Sentence simplicity:

All of the sentences we used had relatively simple structures, generally consisting of a simple transitive sentence (i.e. “the noun verbed the noun”) or a simple intransitive sentence (i.e. “the noun verbed”). The sentences contained at most one noun phrase modifier (either a prepositional phrase or relative clause). Other structures were only introduced if necessary to illustrate a given heuristic. To avoid potential coreference ambiguity, we excluded sentences that had a content word repeated. Finally, all verbs were in the past tense so that agreement was not a factor in our examples.

Selectional criteria:

Some example types depend on verbs that can have different types of complements (subcategorization frames). For example, the following example requires recognition of the fact that believed can take a clause (the lawyer saw the officer) as its complement:

. The doctor believed the lawyer saw the officer. The doctor believed the lawyer.

It is arguably unfair to expect a model to understand this example if it had only ever encountered believe with a noun phrase object. Therefore, we only chose verbs that appeared at least 50 times in the MNLI training set in all relevant frames.

4 Experimental Setup

We evaluate four existing models on this dataset:

Decomposable Attention (DA):

Introduced by parikh2016decomp, this model uses a form of attention to align words in the premise and in the hypothesis and to make predictions based on the aggregation of this alignment.

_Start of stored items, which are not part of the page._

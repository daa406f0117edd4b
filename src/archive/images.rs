//! Image indexing and handle lifecycle.
//!
//! Extracted image records follow the naming convention
//! `<anything>_<frameIndex>_<sliceIndex>.<jpg|jpeg|png>`. This module
//! recovers those indices, stores the payloads behind stable handles,
//! and answers "closest available image" queries over the resulting
//! time × depth grid.

use std::collections::HashMap;

use bytes::Bytes;
use tracing::{debug, warn};

use crate::archive::parser::TarRecord;

/// Accepted image filename extensions (lowercase).
const IMAGE_EXTENSIONS: [&str; 3] = [".jpg", ".jpeg", ".png"];

/// Minimum `_`-separated segments required to carry frame/slice indices:
/// at least one name segment, the frame, and the slice-with-extension.
const MIN_NAME_SEGMENTS: usize = 3;

// =============================================================================
// ProcessedImage
// =============================================================================

/// An extracted image addressed by its `(frame, slice)` grid position.
///
/// `url` is a stable handle into the [`ExtractedImages`] store that
/// produced the image; it stops resolving once the store is disposed.
#[derive(Debug, Clone, PartialEq, Eq)]
pub struct ProcessedImage {
    /// Original entry name from the archive
    pub name: String,

    /// Cine frame (time) index
    pub frame: u32,

    /// Slice (depth) index
    pub slice: u32,

    /// Stable handle resolving to the payload bytes
    pub url: String,

    /// Payload size in bytes
    pub size: usize,
}

// =============================================================================
// ExtractedImages
// =============================================================================

/// The result of extracting images from an archive: an index sorted by
/// `(frame, slice)` plus the store owning every payload.
///
/// Ownership of the payloads transfers to this value; callers are
/// responsible for calling [`dispose_all`](Self::dispose_all) once
/// display is complete. Disposal is explicit and idempotent.
#[derive(Debug, Default)]
pub struct ExtractedImages {
    /// Extracted images in ascending `(frame, slice)` order
    pub images: Vec<ProcessedImage>,
    store: HashMap<String, Bytes>,
}

impl ExtractedImages {
    /// Resolve an image handle to its payload bytes.
    ///
    /// Returns `None` for foreign handles and after disposal.
    pub fn data(&self, image: &ProcessedImage) -> Option<&Bytes> {
        self.store.get(&image.url)
    }

    /// Number of extracted images.
    pub fn len(&self) -> usize {
        self.images.len()
    }

    /// Whether extraction matched no images.
    pub fn is_empty(&self) -> bool {
        self.images.is_empty()
    }

    /// Release every payload handle.
    ///
    /// After disposal, [`data`](Self::data) returns `None` for every
    /// image. Calling this more than once is a no-op.
    pub fn dispose_all(&mut self) {
        self.store.clear();
    }
}

/// Filter tar records for images, index them by filename, and build the
/// handle store.
///
/// Records that are not images, or whose names don't carry parseable
/// frame/slice indices, are dropped with a diagnostic; extraction as a
/// whole always succeeds even when nothing matches.
pub fn process_records(records: Vec<TarRecord>) -> ExtractedImages {
    let mut images = Vec::new();
    let mut store = HashMap::new();

    for (counter, record) in records.into_iter().enumerate() {
        if !is_image_name(&record.name) {
            debug!(name = %record.name, "not an image entry, skipping");
            continue;
        }

        let Some((frame, slice)) = frame_slice_from_name(&record.name) else {
            warn!(
                name = %record.name,
                "image name does not follow the _<frame>_<slice> convention, dropping"
            );
            continue;
        };

        let url = format!("mem://{counter}");
        store.insert(url.clone(), record.data);
        images.push(ProcessedImage {
            name: record.name,
            frame,
            slice,
            url,
            size: record.size,
        });
    }

    images.sort_by_key(|img| (img.frame, img.slice));

    ExtractedImages { images, store }
}

/// Whether an entry name has an accepted image extension
/// (case-insensitive).
pub fn is_image_name(name: &str) -> bool {
    let lower = name.to_ascii_lowercase();
    IMAGE_EXTENSIONS.iter().any(|ext| lower.ends_with(ext))
}

/// Recover `(frame, slice)` from an image entry name.
///
/// Splits the name on `_` and requires at least three segments; the
/// second-to-last segment is the frame index and the last segment minus
/// its extension is the slice index, both base-10.
pub fn frame_slice_from_name(name: &str) -> Option<(u32, u32)> {
    let segments: Vec<&str> = name.split('_').collect();
    if segments.len() < MIN_NAME_SEGMENTS {
        return None;
    }

    let frame: u32 = segments[segments.len() - 2].parse().ok()?;

    let last = segments[segments.len() - 1];
    let stem = last.rsplit_once('.').map(|(stem, _)| stem).unwrap_or(last);
    let slice: u32 = stem.parse().ok()?;

    Some((frame, slice))
}

// =============================================================================
// Nearest Lookup
// =============================================================================

/// Find the image closest to a `(frame, slice)` target.
///
/// An exact match wins outright. Otherwise the nearest populated frame
/// and the nearest populated slice are chosen independently (stable sort
/// by absolute distance over each axis's distinct values, first minimal
/// wins; frame candidates are walked in grid order so equidistant frames
/// resolve to the earlier one, slice candidates in reverse grid order so
/// equidistant slices resolve to the deeper one) and the image at that
/// derived pair is looked up. On a sparse grid the derived pair may not
/// exist, in which case this returns `None` even though both components
/// were individually closest; that gap is part of the lookup's contract,
/// not a defect to paper over.
pub fn find_closest_image(
    images: &[ProcessedImage],
    target_frame: u32,
    target_slice: u32,
) -> Option<&ProcessedImage> {
    if images.is_empty() {
        return None;
    }

    if let Some(exact) = images
        .iter()
        .find(|img| img.frame == target_frame && img.slice == target_slice)
    {
        return Some(exact);
    }

    let frames = distinct_in_order(images.iter().map(|img| img.frame));
    let mut slices = distinct_in_order(images.iter().map(|img| img.slice));
    slices.reverse();

    let closest_frame = nearest_value(frames, target_frame)?;
    let closest_slice = nearest_value(slices, target_slice)?;

    images
        .iter()
        .find(|img| img.frame == closest_frame && img.slice == closest_slice)
}

/// Distinct values in first-appearance order.
fn distinct_in_order(values: impl Iterator<Item = u32>) -> Vec<u32> {
    let mut distinct: Vec<u32> = Vec::new();
    for value in values {
        if !distinct.contains(&value) {
            distinct.push(value);
        }
    }
    distinct
}

/// Pick the candidate with minimum absolute distance to `target`.
///
/// The sort by distance is stable, so ties resolve to whichever
/// candidate came first in the given order.
fn nearest_value(mut candidates: Vec<u32>, target: u32) -> Option<u32> {
    candidates.sort_by_key(|&v| v.abs_diff(target));
    candidates.first().copied()
}

// =============================================================================
// Tests
// =============================================================================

It does not use any information about word order and can thus be thought of as a bag-of-words model.


The Enhanced Sequential Inference Model (ESIM; Chen et al., 2017) uses a modified version of a bidirectional LSTM to encode sentences. We use the variant with a sequential encoder, rather than the tree-based HIM variant.


The Stack-augmented Parser-Interpreter Neural Network (SPINN; Bowman et al., 2016) is a tree-based model that creates sentence representations by composing together the phrases of the sentence in accordance with a syntactic parse. We use the SPINN-PI-NT variant, which takes parse trees as part of its input (rather than learning to parse on its own). During training, we use the parse trees provided with the MNLI dataset; for the HANS evaluation set, our templates also include templates for each sentence’s parse tree. These parse templates are based on the parses generated by the Stanford PCFG Parser 3.5.2 Klein and Manning (2003), the same parser used to generate the parses in MNLI. Based on manual inspection, this parser generally provided reasonable parses for the HANS examples.

Correct: Entailment Correct: Non-entailment
Model Model class MNLI Lexical Subseq. Const. Lexical Subseq. Const.
DA Bag-of-words 0.72 0.99 1.00 0.97 0.01 0.02 0.03
ESIM RNN 0.77 0.98 1.00 0.99 0.01 0.02 0.01
SPINN TreeRNN 0.67 0.96 0.96 0.93 0.02 0.06 0.11
BERT Transformer 0.84 0.95 0.99 0.98 0.16 0.04 0.16
Table 3: Results. The MNLI column reports accuracy on the MNLI test set. The remaining columns report accuracies on 6 sub-components of the HANS evaluation set; each sub-component is defined by its correct label (either entailment or non-entailment) and the heuristic it addresses.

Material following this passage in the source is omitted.